▶ [AIM OF THE EXERCISE]: Note each line of the entries that includes "filename". Then copy those lines.

▶ [RECORDS FOR THIS EXERCISE]:
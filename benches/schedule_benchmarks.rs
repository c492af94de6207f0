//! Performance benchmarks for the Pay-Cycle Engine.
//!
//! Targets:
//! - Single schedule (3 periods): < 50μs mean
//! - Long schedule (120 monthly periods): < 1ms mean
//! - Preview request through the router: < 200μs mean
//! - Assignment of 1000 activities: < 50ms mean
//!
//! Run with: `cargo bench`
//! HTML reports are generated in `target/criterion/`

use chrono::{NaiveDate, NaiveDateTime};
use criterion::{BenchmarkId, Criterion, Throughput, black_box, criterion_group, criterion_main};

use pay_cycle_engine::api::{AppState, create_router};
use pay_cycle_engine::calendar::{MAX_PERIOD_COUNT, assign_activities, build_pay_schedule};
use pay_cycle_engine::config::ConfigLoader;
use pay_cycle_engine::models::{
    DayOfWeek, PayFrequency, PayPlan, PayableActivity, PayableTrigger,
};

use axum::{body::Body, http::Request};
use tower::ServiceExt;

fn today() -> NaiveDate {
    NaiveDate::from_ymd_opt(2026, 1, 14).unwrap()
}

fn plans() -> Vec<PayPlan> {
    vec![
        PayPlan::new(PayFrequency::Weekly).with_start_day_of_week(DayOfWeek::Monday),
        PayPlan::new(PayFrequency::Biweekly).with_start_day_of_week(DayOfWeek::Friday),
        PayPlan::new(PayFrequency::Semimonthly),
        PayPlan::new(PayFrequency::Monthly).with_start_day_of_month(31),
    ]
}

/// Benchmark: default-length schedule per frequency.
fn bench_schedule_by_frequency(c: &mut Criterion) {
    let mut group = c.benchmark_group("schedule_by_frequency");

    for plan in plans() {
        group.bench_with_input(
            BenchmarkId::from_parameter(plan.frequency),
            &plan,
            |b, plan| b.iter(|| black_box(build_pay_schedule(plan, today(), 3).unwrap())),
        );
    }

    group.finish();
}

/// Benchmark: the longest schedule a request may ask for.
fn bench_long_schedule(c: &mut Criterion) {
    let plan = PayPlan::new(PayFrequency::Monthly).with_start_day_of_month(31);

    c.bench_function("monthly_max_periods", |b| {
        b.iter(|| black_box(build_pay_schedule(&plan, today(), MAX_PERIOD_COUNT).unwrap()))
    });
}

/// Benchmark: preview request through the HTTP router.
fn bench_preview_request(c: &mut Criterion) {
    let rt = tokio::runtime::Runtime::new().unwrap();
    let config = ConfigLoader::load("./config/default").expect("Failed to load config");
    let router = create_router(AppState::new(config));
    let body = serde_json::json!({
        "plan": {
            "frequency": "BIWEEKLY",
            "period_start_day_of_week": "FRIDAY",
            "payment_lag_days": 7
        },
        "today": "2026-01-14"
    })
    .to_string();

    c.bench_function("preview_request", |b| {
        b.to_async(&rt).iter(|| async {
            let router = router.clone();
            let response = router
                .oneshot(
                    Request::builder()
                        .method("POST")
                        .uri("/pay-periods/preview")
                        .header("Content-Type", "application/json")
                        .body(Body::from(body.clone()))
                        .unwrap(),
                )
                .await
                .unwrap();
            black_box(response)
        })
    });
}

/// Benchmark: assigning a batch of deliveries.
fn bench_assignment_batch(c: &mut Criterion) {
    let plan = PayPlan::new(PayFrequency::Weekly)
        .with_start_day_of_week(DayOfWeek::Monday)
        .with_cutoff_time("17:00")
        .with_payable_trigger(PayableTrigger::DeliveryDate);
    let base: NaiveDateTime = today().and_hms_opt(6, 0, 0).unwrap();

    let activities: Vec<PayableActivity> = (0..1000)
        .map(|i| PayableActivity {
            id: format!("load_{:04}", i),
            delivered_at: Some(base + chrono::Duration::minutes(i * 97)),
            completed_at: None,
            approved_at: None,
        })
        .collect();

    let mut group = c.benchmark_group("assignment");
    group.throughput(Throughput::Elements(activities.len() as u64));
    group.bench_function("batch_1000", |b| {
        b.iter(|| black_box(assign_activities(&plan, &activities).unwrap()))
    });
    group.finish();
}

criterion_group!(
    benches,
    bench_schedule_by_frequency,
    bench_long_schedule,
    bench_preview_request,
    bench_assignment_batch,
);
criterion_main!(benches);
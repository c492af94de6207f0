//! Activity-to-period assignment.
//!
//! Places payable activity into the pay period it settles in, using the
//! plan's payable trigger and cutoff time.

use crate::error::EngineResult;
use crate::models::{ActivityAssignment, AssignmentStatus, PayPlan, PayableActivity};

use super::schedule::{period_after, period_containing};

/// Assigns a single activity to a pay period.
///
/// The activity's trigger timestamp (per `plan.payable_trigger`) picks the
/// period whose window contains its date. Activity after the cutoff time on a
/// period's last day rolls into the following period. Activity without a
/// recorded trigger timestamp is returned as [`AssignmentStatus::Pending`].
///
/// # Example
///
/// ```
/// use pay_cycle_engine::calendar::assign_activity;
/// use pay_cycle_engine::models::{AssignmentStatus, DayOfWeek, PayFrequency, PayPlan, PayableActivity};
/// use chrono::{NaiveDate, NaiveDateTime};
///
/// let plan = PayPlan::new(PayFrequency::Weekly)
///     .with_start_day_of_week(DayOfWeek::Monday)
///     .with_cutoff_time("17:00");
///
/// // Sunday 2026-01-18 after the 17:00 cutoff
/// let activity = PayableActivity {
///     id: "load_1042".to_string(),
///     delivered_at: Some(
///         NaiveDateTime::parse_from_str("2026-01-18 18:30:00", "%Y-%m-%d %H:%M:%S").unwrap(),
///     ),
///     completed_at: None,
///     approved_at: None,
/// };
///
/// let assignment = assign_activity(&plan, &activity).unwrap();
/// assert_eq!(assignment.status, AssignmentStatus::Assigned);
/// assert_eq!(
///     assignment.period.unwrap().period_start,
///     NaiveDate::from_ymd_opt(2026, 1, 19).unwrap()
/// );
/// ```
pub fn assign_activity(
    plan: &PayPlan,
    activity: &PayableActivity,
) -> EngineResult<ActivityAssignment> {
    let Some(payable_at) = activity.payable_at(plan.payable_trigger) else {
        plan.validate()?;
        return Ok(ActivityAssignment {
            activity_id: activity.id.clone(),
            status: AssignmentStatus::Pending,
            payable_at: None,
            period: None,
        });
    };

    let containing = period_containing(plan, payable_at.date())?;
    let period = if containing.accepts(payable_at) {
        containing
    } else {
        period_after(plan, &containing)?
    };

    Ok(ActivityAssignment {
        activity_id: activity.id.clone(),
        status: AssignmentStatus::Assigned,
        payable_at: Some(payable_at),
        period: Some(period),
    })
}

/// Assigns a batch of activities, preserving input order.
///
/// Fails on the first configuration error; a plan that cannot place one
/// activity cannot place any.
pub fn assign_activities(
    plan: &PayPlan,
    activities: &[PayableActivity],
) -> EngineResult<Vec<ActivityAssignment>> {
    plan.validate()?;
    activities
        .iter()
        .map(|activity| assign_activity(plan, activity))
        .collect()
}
==
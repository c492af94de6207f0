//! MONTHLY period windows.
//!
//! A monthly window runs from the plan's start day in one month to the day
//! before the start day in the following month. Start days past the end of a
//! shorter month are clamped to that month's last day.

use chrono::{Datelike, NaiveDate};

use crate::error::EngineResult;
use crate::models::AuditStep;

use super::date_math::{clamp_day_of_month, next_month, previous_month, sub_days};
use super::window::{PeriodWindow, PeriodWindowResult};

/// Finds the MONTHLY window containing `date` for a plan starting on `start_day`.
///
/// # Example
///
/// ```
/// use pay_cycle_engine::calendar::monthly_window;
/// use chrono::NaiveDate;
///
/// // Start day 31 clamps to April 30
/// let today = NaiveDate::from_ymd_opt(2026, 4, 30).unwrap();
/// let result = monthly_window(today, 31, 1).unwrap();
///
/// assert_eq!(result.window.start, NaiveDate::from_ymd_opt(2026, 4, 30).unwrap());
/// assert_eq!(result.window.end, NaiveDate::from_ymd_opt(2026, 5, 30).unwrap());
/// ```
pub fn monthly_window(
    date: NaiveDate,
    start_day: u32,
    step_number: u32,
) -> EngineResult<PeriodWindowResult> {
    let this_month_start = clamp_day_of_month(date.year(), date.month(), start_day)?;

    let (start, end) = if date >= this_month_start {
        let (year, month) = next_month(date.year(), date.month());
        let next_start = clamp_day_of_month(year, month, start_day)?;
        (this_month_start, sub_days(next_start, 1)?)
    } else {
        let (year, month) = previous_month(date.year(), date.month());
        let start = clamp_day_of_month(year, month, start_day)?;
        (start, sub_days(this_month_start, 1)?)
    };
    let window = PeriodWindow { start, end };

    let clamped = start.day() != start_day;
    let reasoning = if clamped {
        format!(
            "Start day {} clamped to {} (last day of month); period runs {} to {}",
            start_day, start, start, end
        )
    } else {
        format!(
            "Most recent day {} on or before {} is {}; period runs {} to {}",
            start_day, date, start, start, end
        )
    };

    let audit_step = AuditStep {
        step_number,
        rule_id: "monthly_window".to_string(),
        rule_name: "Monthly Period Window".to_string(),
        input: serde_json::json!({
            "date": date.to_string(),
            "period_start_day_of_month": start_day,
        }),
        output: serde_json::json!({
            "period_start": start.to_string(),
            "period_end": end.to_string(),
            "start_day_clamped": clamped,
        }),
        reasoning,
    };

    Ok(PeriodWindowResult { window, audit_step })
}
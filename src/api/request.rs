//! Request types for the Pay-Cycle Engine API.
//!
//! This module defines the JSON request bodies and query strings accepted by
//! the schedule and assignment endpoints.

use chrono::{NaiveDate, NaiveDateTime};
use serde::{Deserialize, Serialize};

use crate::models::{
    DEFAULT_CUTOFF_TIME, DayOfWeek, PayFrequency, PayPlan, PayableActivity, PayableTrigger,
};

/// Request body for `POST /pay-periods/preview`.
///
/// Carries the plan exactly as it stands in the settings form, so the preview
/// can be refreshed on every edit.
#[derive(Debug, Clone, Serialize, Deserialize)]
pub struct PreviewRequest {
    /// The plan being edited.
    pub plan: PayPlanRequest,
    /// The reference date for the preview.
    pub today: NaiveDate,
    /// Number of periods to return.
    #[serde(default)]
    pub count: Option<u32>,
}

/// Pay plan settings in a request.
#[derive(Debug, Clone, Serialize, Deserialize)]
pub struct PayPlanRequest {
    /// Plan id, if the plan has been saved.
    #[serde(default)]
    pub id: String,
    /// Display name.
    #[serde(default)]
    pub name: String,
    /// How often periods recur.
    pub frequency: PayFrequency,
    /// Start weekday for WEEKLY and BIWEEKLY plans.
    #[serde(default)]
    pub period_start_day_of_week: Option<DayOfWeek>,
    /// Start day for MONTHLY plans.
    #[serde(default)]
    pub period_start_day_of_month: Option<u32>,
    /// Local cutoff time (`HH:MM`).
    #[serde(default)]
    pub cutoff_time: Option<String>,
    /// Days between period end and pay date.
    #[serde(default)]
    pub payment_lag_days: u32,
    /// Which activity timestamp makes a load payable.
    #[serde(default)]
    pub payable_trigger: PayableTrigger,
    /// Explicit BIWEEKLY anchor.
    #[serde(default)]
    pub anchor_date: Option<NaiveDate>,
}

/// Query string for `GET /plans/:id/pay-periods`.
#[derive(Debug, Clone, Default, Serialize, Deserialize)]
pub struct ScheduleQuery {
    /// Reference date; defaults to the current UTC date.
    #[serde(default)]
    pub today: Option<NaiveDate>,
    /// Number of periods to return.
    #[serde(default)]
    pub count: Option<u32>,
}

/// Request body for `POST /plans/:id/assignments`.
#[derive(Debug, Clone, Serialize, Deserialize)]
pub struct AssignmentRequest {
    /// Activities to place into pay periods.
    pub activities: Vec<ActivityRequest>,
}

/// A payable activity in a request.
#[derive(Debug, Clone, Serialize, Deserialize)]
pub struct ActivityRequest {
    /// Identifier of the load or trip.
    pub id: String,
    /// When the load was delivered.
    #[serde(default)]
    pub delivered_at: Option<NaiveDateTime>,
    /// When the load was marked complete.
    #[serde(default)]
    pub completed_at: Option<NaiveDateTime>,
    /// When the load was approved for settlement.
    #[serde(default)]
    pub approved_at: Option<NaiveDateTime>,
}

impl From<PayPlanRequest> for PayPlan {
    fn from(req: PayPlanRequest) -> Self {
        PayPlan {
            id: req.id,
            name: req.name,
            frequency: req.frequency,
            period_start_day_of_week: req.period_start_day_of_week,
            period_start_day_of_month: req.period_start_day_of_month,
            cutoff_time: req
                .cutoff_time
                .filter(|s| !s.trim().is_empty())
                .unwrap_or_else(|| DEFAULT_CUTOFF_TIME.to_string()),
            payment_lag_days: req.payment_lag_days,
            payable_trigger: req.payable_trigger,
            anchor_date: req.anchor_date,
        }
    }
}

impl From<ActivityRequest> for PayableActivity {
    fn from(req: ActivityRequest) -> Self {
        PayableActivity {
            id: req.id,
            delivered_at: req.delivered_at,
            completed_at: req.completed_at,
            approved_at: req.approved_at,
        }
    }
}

▶ [ANSWER TO THIS TASK]:
filename benches/schedule_benchmarks.rs
filename src/api/request.rs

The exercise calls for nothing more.